◆ Work item:
Copy out, from the entries below, each line holding the string "NewApplication".

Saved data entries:
Start of Block
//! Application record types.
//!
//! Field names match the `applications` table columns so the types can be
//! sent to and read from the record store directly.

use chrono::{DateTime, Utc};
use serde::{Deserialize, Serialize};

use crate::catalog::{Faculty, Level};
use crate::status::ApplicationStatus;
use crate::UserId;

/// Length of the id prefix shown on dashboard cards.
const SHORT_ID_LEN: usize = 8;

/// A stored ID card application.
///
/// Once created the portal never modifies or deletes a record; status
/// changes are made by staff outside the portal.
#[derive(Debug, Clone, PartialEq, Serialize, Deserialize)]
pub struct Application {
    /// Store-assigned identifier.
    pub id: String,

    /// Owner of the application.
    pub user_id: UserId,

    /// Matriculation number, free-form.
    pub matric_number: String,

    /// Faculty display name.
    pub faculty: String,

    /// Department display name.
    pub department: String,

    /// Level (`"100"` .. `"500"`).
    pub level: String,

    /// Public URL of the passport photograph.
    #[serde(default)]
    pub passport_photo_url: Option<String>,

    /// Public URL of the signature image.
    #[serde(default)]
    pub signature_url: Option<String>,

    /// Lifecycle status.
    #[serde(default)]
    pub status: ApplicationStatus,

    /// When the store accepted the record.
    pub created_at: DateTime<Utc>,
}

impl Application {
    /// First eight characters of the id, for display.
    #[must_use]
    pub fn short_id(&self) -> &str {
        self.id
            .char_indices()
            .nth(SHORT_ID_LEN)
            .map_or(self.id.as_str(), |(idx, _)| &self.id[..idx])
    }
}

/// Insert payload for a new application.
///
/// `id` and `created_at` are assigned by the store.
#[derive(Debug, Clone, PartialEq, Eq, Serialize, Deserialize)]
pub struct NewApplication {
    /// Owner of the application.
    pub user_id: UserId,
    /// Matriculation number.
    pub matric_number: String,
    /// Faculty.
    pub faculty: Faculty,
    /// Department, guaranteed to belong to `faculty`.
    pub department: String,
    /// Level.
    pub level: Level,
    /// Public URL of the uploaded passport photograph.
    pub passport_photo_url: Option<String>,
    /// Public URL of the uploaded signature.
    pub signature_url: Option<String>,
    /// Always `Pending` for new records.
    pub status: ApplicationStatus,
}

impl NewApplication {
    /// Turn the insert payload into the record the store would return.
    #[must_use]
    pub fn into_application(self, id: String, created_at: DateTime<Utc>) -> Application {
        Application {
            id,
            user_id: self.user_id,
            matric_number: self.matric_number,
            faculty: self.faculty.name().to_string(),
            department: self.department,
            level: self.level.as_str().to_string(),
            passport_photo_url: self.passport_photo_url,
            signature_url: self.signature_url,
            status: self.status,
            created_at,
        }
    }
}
End of Block
◆ Task output:
pub struct NewApplication {
impl NewApplication {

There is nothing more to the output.